● What this task involves
All of the records are to be reproduced exactly.

======== Exercise data ========

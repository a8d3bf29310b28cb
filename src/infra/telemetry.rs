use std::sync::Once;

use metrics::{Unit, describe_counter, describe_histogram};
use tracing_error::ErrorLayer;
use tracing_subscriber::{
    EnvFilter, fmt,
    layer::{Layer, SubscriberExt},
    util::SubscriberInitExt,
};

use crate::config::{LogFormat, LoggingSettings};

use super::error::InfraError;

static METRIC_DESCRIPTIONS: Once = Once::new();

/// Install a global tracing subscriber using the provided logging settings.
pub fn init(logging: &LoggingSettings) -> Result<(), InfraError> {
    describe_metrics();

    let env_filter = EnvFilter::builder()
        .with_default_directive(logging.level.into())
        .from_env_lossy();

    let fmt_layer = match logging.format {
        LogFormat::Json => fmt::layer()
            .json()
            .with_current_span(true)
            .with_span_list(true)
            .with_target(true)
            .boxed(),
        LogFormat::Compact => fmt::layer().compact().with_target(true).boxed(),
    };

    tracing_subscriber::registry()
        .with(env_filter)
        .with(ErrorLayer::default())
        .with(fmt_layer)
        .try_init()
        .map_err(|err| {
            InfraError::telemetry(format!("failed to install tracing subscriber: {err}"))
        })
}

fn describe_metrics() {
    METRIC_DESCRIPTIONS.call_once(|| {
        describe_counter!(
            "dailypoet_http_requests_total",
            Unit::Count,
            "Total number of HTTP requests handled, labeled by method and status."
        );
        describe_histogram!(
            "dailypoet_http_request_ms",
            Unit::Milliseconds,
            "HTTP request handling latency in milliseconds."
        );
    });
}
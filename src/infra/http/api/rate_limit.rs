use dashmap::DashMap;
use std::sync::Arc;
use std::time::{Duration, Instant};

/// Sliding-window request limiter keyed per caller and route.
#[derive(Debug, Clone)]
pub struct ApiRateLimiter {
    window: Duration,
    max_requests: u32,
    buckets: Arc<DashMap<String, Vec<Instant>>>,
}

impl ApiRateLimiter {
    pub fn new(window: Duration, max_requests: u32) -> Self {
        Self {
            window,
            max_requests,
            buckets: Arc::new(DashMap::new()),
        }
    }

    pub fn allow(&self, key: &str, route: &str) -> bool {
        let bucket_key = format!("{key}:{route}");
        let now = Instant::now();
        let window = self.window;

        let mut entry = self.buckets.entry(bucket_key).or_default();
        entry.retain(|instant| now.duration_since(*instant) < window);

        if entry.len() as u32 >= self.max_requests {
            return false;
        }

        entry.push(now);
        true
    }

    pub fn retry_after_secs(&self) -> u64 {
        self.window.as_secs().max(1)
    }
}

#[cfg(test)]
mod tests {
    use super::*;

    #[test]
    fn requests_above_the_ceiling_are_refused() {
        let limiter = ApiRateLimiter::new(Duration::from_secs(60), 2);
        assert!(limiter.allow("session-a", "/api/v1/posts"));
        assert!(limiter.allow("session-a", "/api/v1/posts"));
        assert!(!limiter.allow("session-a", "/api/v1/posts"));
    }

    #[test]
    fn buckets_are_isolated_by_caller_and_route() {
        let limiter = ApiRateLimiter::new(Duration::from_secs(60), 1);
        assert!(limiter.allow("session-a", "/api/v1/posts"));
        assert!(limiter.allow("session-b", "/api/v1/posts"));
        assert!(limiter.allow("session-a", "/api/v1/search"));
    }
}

========

● Exercise response
repository a8d3bf29310b28cb
filename src/infra/telemetry.rs
use std::sync::Once;

use metrics::{Unit, describe_counter, describe_histogram};
use tracing_error::ErrorLayer;
use tracing_subscriber::{
    EnvFilter, fmt,
    layer::{Layer, SubscriberExt},
    util::SubscriberInitExt,
};

use crate::config::{LogFormat, LoggingSettings};

use super::error::InfraError;

static METRIC_DESCRIPTIONS: Once = Once::new();

/// Install a global tracing subscriber using the provided logging settings.
pub fn init(logging: &LoggingSettings) -> Result<(), InfraError> {
    describe_metrics();

    let env_filter = EnvFilter::builder()
        .with_default_directive(logging.level.into())
        .from_env_lossy();

    let fmt_layer = match logging.format {
        LogFormat::Json => fmt::layer()
            .json()
            .with_current_span(true)
            .with_span_list(true)
            .with_target(true)
            .boxed(),
        LogFormat::Compact => fmt::layer().compact().with_target(true).boxed(),
    };

    tracing_subscriber::registry()
        .with(env_filter)
        .with(ErrorLayer::default())
        .with(fmt_layer)
        .try_init()
        .map_err(|err| {
            InfraError::telemetry(format!("failed to install tracing subscriber: {err}"))
        })
}

fn describe_metrics() {
    METRIC_DESCRIPTIONS.call_once(|| {
        describe_counter!(
            "dailypoet_http_requests_total",
            Unit::Count,
            "Total number of HTTP requests handled, labeled by method and status."
        );
        describe_histogram!(
            "dailypoet_http_request_ms",
            Unit::Milliseconds,
            "HTTP request handling latency in milliseconds."
        );
    });
}
filename src/infra/http/api/rate_limit.rs
use dashmap::DashMap;
use std::sync::Arc;
use std::time::{Duration, Instant};

/// Sliding-window request limiter keyed per caller and route.
#[derive(Debug, Clone)]
pub struct ApiRateLimiter {
    window: Duration,
    max_requests: u32,
    buckets: Arc<DashMap<String, Vec<Instant>>>,
}

impl ApiRateLimiter {
    pub fn new(window: Duration, max_requests: u32) -> Self {
        Self {
            window,
            max_requests,
            buckets: Arc::new(DashMap::new()),
        }
    }

    pub fn allow(&self, key: &str, route: &str) -> bool {
        let bucket_key = format!("{key}:{route}");
        let now = Instant::now();
        let window = self.window;

        let mut entry = self.buckets.entry(bucket_key).or_default();
        entry.retain(|instant| now.duration_since(*instant) < window);

        if entry.len() as u32 >= self.max_requests {
            return false;
        }

        entry.push(now);
        true
    }

    pub fn retry_after_secs(&self) -> u64 {
        self.window.as_secs().max(1)
    }
}

#[cfg(test)]
mod tests {
    use super::*;

    #[test]
    fn requests_above_the_ceiling_are_refused() {
        let limiter = ApiRateLimiter::new(Duration::from_secs(60), 2);
        assert!(limiter.allow("session-a", "/api/v1/posts"));
        assert!(limiter.allow("session-a", "/api/v1/posts"));
        assert!(!limiter.allow("session-a", "/api/v1/posts"));
    }

    #[test]
    fn buckets_are_isolated_by_caller_and_route() {
        let limiter = ApiRateLimiter::new(Duration::from_secs(60), 1);
        assert!(limiter.allow("session-a", "/api/v1/posts"));
        assert!(limiter.allow("session-b", "/api/v1/posts"));
        assert!(limiter.allow("session-a", "/api/v1/search"));
    }
}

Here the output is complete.